## The p-value

All statistical tests produce a p-value and this is equal to the probability of obtaining the observed difference, or one more extreme, if the null hypothesis is true. To put it another way - if the null hypothesis is true, the p-value is the probability of obtaining a difference at least as large as that observed due to sampling variation.

Consequently, if the p-value is small the data support the alternative hypothesis. If the p-value is large the data support the null hypothesis. But how small is 'small' and how large is 'large'?!

Conventionally (and arbitrarily) a p-value of 0.05 (5%) is generally regarded as sufficiently small to reject the null hypothesis. If the p-value is larger than 0.05 we fail to reject the null hypothesis.

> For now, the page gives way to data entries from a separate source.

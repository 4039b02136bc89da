//! SEO field defaults applied when a slug is (re)generated.

/// Longest excerpt kept before the ellipsis.
const EXCERPT_CHARS: usize = 157;

/// Fill empty SEO fields from the category's name and description.
pub fn apply_defaults(
    name: &str,
    description: &str,
    meta_title: &mut String,
    meta_description: &mut String,
) {
    if meta_title.is_empty() {
        name.clone_into(meta_title);
    }

    if meta_description.is_empty() && !description.is_empty() {
        let mut excerpt: String = strip_tags(description).chars().take(EXCERPT_CHARS).collect();
        excerpt.push_str("...");
        *meta_description = excerpt;
    }
}

/// Remove everything between `<` and the next `>`.
///
/// An unclosed `<` is kept verbatim along with the rest of the input.
#[must_use]
pub fn strip_tags(html: &str) -> String {
    let mut out = String::with_capacity(html.len());
    let mut rest = html;

    while let Some(open) = rest.find('<') {
        let Some(close) = rest[open..].find('>') else {
            break;
        };
        out.push_str(&rest[..open]);
        rest = &rest[open + close + 1..];
    }

    out.push_str(rest);
    out
}
//! Application state shared across handlers.

use std::sync::Arc;

use sqlx::PgPool;

use crate::config::AdminConfig;
use crate::db::PgCategoryRepository;
use crate::services::categories::CategoryService;

/// Application state shared across all handlers.
///
/// Cheaply cloneable via `Arc`. Services borrow the pool and are built per
/// request.
#[derive(Clone)]
pub struct AppState {
    inner: Arc<AppStateInner>,
}

struct AppStateInner {
    config: AdminConfig,
    pool: PgPool,
}

impl AppState {
    /// Create a new application state.
    #[must_use]
    pub fn new(config: AdminConfig, pool: PgPool) -> Self {
        Self {
            inner: Arc::new(AppStateInner { config, pool }),
        }
    }

    /// Get a reference to the database connection pool.
    #[must_use]
    pub fn pool(&self) -> &PgPool {
        &self.inner.pool
    }

    /// Category service backed by `PostgreSQL`.
    #[must_use]
    pub fn categories(&self) -> CategoryService<PgCategoryRepository<'_>> {
        CategoryService::new(
            PgCategoryRepository::new(&self.inner.pool),
            *self.inner.config.categories(),
        )
    }
}
//! Admin configuration loaded from environment variables.
//!
//! # Environment Variables
//!
//! ## Required
//! - `ADMIN_DATABASE_URL` - `PostgreSQL` connection string (falls back to `DATABASE_URL`)
//!
//! ## Optional
//! - `ADMIN_HOST` - Bind address (default: 127.0.0.1)
//! - `ADMIN_PORT` - Listen port (default: 3001)
//! - `ADMIN_BASE_URL` - Public URL for the admin API (default: `http://{host}:{port}`)
//! - `SENTRY_DSN` - Sentry error tracking DSN
//! - `SENTRY_ENVIRONMENT`, `SENTRY_SAMPLE_RATE`, `SENTRY_TRACES_SAMPLE_RATE`
//! - `LOG_FORMAT` - `json` for structured logs, anything else for text
//!
//! ## Optional (category tree)
//! - `CATEGORY_PAGE_SIZE` - Default list page size (default: 10)
//! - `CATEGORY_MAX_PAGE_SIZE` - Largest accepted page size (default: 100)
//! - `CATEGORY_SLUG_RETRIES` - Slug re-resolutions after a unique index race (default: 3)
//! - `CATEGORY_CYCLE_CHECK` - `deep` or `shallow` (default: deep)
//! - `CATEGORY_CASCADE_PATHS` - Rewrite descendant paths on rename/move (default: false)
//!
//! ## Optional (TLS)
//! - `ADMIN_TLS_CERT` - PEM-encoded certificate chain
//! - `ADMIN_TLS_KEY` - PEM-encoded private key

use std::net::{IpAddr, SocketAddr};

use secrecy::SecretString;
use thiserror::Error;

use crate::services::categories::{CycleCheck, TreePolicy};

const DEFAULT_PAGE_SIZE: i64 = 10;
const DEFAULT_MAX_PAGE_SIZE: i64 = 100;

/// Configuration errors that can occur during loading.
#[derive(Debug, Error)]
pub enum ConfigError {
    #[error("Missing environment variable: {0}")]
    MissingEnvVar(String),
    #[error("Invalid environment variable {0}: {1}")]
    InvalidEnvVar(String, String),
}

/// Admin application configuration.
#[derive(Debug, Clone)]
pub struct AdminConfig {
    /// `PostgreSQL` database connection URL (contains password)
    pub database_url: SecretString,
    /// IP address to bind the server to
    pub host: IpAddr,
    /// Port to listen on
    pub port: u16,
    /// Public base URL for the admin API
    pub base_url: String,
    /// Category tree behaviour
    pub categories: CategoryConfig,
    /// Emit JSON logs instead of text
    pub json_logs: bool,
    /// Sentry DSN for error tracking
    pub sentry_dsn: Option<String>,
    /// Sentry environment (e.g., "development", "staging", "production")
    pub sentry_environment: Option<String>,
    /// Sentry error sample rate (0.0 to 1.0)
    pub sentry_sample_rate: f32,
    /// Sentry traces sample rate for performance monitoring (0.0 to 1.0)
    pub sentry_traces_sample_rate: f32,
    /// TLS configuration for HTTPS (optional)
    pub tls: Option<TlsConfig>,
}

/// Category service configuration.
#[derive(Debug, Clone, Copy, PartialEq, Eq)]
pub struct CategoryConfig {
    /// Page size used when a list request does not specify one.
    pub default_page_size: i64,
    /// Largest page size a list request may ask for.
    pub max_page_size: i64,
    /// Tree mutation policy.
    pub policy: TreePolicy,
}

impl Default for CategoryConfig {
    fn default() -> Self {
        Self {
            default_page_size: DEFAULT_PAGE_SIZE,
            max_page_size: DEFAULT_MAX_PAGE_SIZE,
            policy: TreePolicy::default(),
        }
    }
}

impl CategoryConfig {
    /// Load category configuration from environment variables.
    ///
    /// # Errors
    ///
    /// Returns `ConfigError::InvalidEnvVar` if a variable is set but cannot be parsed.
    pub fn from_env() -> Result<Self, ConfigError> {
        Self::from_source(|key| std::env::var(key).ok())
    }

    fn from_source(get: impl Fn(&str) -> Option<String>) -> Result<Self, ConfigError> {
        let default_page_size: i64 = parse_or(&get, "CATEGORY_PAGE_SIZE", DEFAULT_PAGE_SIZE)?;
        let max_page_size: i64 = parse_or(&get, "CATEGORY_MAX_PAGE_SIZE", DEFAULT_MAX_PAGE_SIZE)?;
        let slug_retries: u32 = parse_or(
            &get,
            "CATEGORY_SLUG_RETRIES",
            TreePolicy::DEFAULT_SLUG_RETRIES,
        )?;
        let cycle_check: CycleCheck = parse_or(&get, "CATEGORY_CYCLE_CHECK", CycleCheck::Deep)?;
        let cascade_paths: bool = parse_or(&get, "CATEGORY_CASCADE_PATHS", false)?;

        if default_page_size < 1 {
            return Err(ConfigError::InvalidEnvVar(
                "CATEGORY_PAGE_SIZE".to_string(),
                "must be at least 1".to_string(),
            ));
        }
        if max_page_size < default_page_size {
            return Err(ConfigError::InvalidEnvVar(
                "CATEGORY_MAX_PAGE_SIZE".to_string(),
                format!("must be at least CATEGORY_PAGE_SIZE ({default_page_size})"),
            ));
        }

        Ok(Self {
            default_page_size,
            max_page_size,
            policy: TreePolicy {
                cycle_check,
                cascade_paths,
                slug_retries,
            },
        })
    }
}

/// TLS configuration for HTTPS.
#[derive(Clone)]
pub struct TlsConfig {
    /// PEM-encoded certificate chain
    pub cert_pem: String,
    /// PEM-encoded private key
    pub key_pem: SecretString,
}

impl std::fmt::Debug for TlsConfig {
    fn fmt(&self, f: &mut std::fmt::Formatter<'_>) -> std::fmt::Result {
        f.debug_struct("TlsConfig")
            .field("cert_pem", &"[CERTIFICATE]")
            .field("key_pem", &"[REDACTED]")
            .finish()
    }
}

impl TlsConfig {
    fn from_env() -> Result<Option<Self>, ConfigError> {
        let cert_pem = get_optional_env("ADMIN_TLS_CERT");
        let key_pem = get_optional_env("ADMIN_TLS_KEY");

        match (cert_pem, key_pem) {
            (Some(cert), Some(key)) => Ok(Some(Self {
                cert_pem: cert,
                key_pem: SecretString::from(key),
            })),
            (None, None) => Ok(None),
            _ => Err(ConfigError::InvalidEnvVar(
                "ADMIN_TLS_*".to_string(),
                "Both ADMIN_TLS_CERT and ADMIN_TLS_KEY must be set together".to_string(),
            )),
        }
    }
}

impl AdminConfig {
    /// Load configuration from environment variables.
    ///
    /// Calls `dotenvy::dotenv()` to load from `.env` file if present.
    ///
    /// # Errors
    ///
    /// Returns `ConfigError` if required variables are missing or invalid.
    pub fn from_env() -> Result<Self, ConfigError> {
        // Load .env file if present (ignore errors if not found)
        let _ = dotenvy::dotenv();

        let database_url = get_database_url("ADMIN_DATABASE_URL")?;
        let host = get_env_or_default("ADMIN_HOST", "127.0.0.1")
            .parse::<IpAddr>()
            .map_err(|e| ConfigError::InvalidEnvVar("ADMIN_HOST".to_string(), e.to_string()))?;
        let port = get_env_or_default("ADMIN_PORT", "3001")
            .parse::<u16>()
            .map_err(|e| ConfigError::InvalidEnvVar("ADMIN_PORT".to_string(), e.to_string()))?;
        let base_url = get_optional_env("ADMIN_BASE_URL")
            .unwrap_or_else(|| format!("http://{}", SocketAddr::new(host, port)));
        validate_base_url(&base_url)?;

        let categories = CategoryConfig::from_env()?;
        let json_logs = get_optional_env("LOG_FORMAT").is_some_and(|f| f == "json");
        let sentry_dsn = get_optional_env("SENTRY_DSN");
        let sentry_environment = get_optional_env("SENTRY_ENVIRONMENT");
        let sentry_sample_rate = get_optional_env("SENTRY_SAMPLE_RATE")
            .and_then(|s| s.parse().ok())
            .unwrap_or(1.0);
        let sentry_traces_sample_rate = get_optional_env("SENTRY_TRACES_SAMPLE_RATE")
            .and_then(|s| s.parse().ok())
            .unwrap_or(1.0);
        let tls = TlsConfig::from_env()?;

        Ok(Self {
            database_url,
            host,
            port,
            base_url,
            categories,
            json_logs,
            sentry_dsn,
            sentry_environment,
            sentry_sample_rate,
            sentry_traces_sample_rate,
            tls,
        })
    }

    /// Returns the socket address for binding the server.
    #[must_use]
    pub const fn socket_addr(&self) -> SocketAddr {
        SocketAddr::new(self.host, self.port)
    }

    /// Returns the category tree configuration.
    #[must_use]
    pub const fn categories(&self) -> &CategoryConfig {
        &self.categories
    }
}

// =============================================================================
// Helper Functions
// =============================================================================

/// Get database URL with fallback to generic `DATABASE_URL`.
fn get_database_url(primary_key: &str) -> Result<SecretString, ConfigError> {
    if let Ok(value) = std::env::var(primary_key) {
        return Ok(SecretString::from(value));
    }
    if let Ok(value) = std::env::var("DATABASE_URL") {
        return Ok(SecretString::from(value));
    }
    Err(ConfigError::MissingEnvVar(primary_key.to_string()))
}

/// Get an optional environment variable.
fn get_optional_env(key: &str) -> Option<String> {
    std::env::var(key).ok()
}

/// Get an environment variable with a default value.
fn get_env_or_default(key: &str, default: &str) -> String {
    std::env::var(key).unwrap_or_else(|_| default.to_string())
}

/// Parse an optional variable, falling back to `default` when unset or blank.
fn parse_or<T>(get: &impl Fn(&str) -> Option<String>, key: &str, default: T) -> Result<T, ConfigError>
where
    T: std::str::FromStr,
    T::Err: std::fmt::Display,
{
    match get(key) {
        Some(raw) if !raw.trim().is_empty() => raw
            .trim()
            .parse::<T>()
            .map_err(|e| ConfigError::InvalidEnvVar(key.to_string(), e.to_string())),
        _ => Ok(default),
    }
}

/// Reject base URLs that are not absolute http(s) URLs.
fn validate_base_url(base_url: &str) -> Result<(), ConfigError> {
    let parsed = url::Url::parse(base_url)
        .map_err(|e| ConfigError::InvalidEnvVar("ADMIN_BASE_URL".to_string(), e.to_string()))?;

    if matches!(parsed.scheme(), "http" | "https") {
        Ok(())
    } else {
        Err(ConfigError::InvalidEnvVar(
            "ADMIN_BASE_URL".to_string(),
            format!("unsupported scheme '{}'", parsed.scheme()),
        ))
    }
}

#[cfg(test)]
#[allow(clippy::unwrap_used)]
mod tests {
    use std::collections::HashMap;

    use secrecy::ExposeSecret;

    use super::*;

    fn source(vars: &[(&str, &str)]) -> impl Fn(&str) -> Option<String> {
        let map: HashMap<String, String> = vars
            .iter()
            .map(|(k, v)| ((*k).to_string(), (*v).to_string()))
            .collect();
        move |key| map.get(key).cloned()
    }

    #[test]
    fn test_category_config_defaults() {
        let config = CategoryConfig::from_source(source(&[])).unwrap();
        assert_eq!(config, CategoryConfig::default());
        assert_eq!(config.default_page_size, 10);
        assert_eq!(config.max_page_size, 100);
        assert_eq!(config.policy.cycle_check, CycleCheck::Deep);
        assert!(!config.policy.cascade_paths);
        assert_eq!(config.policy.slug_retries, 3);
    }

    #[test]
    fn test_category_config_overrides() {
        let config = CategoryConfig::from_source(source(&[
            ("CATEGORY_PAGE_SIZE", "25"),
            ("CATEGORY_MAX_PAGE_SIZE", "50"),
            ("CATEGORY_SLUG_RETRIES", "0"),
            ("CATEGORY_CYCLE_CHECK", "shallow"),
            ("CATEGORY_CASCADE_PATHS", "true"),
        ]))
        .unwrap();

        assert_eq!(config.default_page_size, 25);
        assert_eq!(config.max_page_size, 50);
        assert_eq!(config.policy.slug_retries, 0);
        assert_eq!(config.policy.cycle_check, CycleCheck::Shallow);
        assert!(config.policy.cascade_paths);
    }

    #[test]
    fn test_category_config_blank_uses_default() {
        let config =
            CategoryConfig::from_source(source(&[("CATEGORY_CYCLE_CHECK", "  ")])).unwrap();
        assert_eq!(config.policy.cycle_check, CycleCheck::Deep);
    }

    #[test]
    fn test_category_config_rejects_garbage() {
        let err = CategoryConfig::from_source(source(&[("CATEGORY_CYCLE_CHECK", "sideways")]))
            .unwrap_err();
        assert!(matches!(err, ConfigError::InvalidEnvVar(key, _) if key == "CATEGORY_CYCLE_CHECK"));

        let err =
            CategoryConfig::from_source(source(&[("CATEGORY_PAGE_SIZE", "0")])).unwrap_err();
        assert!(matches!(err, ConfigError::InvalidEnvVar(_, _)));
    }

    #[test]
    fn test_category_config_max_below_default_rejected() {
        let err = CategoryConfig::from_source(source(&[
            ("CATEGORY_PAGE_SIZE", "20"),
            ("CATEGORY_MAX_PAGE_SIZE", "10"),
        ]))
        .unwrap_err();
        assert!(matches!(err, ConfigError::InvalidEnvVar(key, _) if key == "CATEGORY_MAX_PAGE_SIZE"));
    }

    #[test]
    fn test_validate_base_url() {
        assert!(validate_base_url("http://localhost:3001").is_ok());
        assert!(validate_base_url("https://admin.example.com").is_ok());
        assert!(validate_base_url("ftp://admin.example.com").is_err());
        assert!(validate_base_url("not a url").is_err());
    }

    #[test]
    fn test_socket_addr() {
        let config = AdminConfig {
            database_url: SecretString::from("postgres://localhost/test"),
            host: "127.0.0.1".parse().unwrap(),
            port: 3001,
            base_url: "http://localhost:3001".to_string(),
            categories: CategoryConfig::default(),
            json_logs: false,
            sentry_dsn: None,
            sentry_environment: None,
            sentry_sample_rate: 1.0,
            sentry_traces_sample_rate: 1.0,
            tls: None,
        };

        let addr = config.socket_addr();
        assert_eq!(addr.ip().to_string(), "127.0.0.1");
        assert_eq!(addr.port(), 3001);
        assert_eq!(config.database_url.expose_secret(), "postgres://localhost/test");
    }

    #[test]
    fn test_tls_config_debug_redacts_key() {
        let config = TlsConfig {
            cert_pem: "-----BEGIN CERTIFICATE-----".to_string(),
            key_pem: SecretString::from("super_secret_private_key"),
        };

        let debug_output = format!("{config:?}");
        assert!(debug_output.contains("[REDACTED]"));
        assert!(!debug_output.contains("super_secret_private_key"));
    }
}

The 5% value is called the significance level of the test. Other significance levels that are commonly used are 1% and 0.1%. Some people use the following terminology:

p-value |
Outcome of test |
Statement |
---|---|---|

greater than 0.05 | Fail to reject H_{0} |
No evidence to reject H_{0} |

between 0.01 and 0.05 | Reject H_{0} (Accept H_{1}) |
Some evidence to reject H_{0} (therefore accept H _{1}) |

between 0.001 and 0.01 | Reject H_{0} (Accept H_{1}) |
Strong evidence to reject H_{0} (therefore accept H _{1}) |

less than 0.001 | Reject H_{0} (Accept H_{1}) |
Very strong evidence to reject H_{0} (therefore accept H_{1}) |

**Further Reading**

Since the p-value does not relate to the importance of a finding (it depends on sample size), often appropriate confidence intervals are given. See Campbell & Machin (1999) for more details.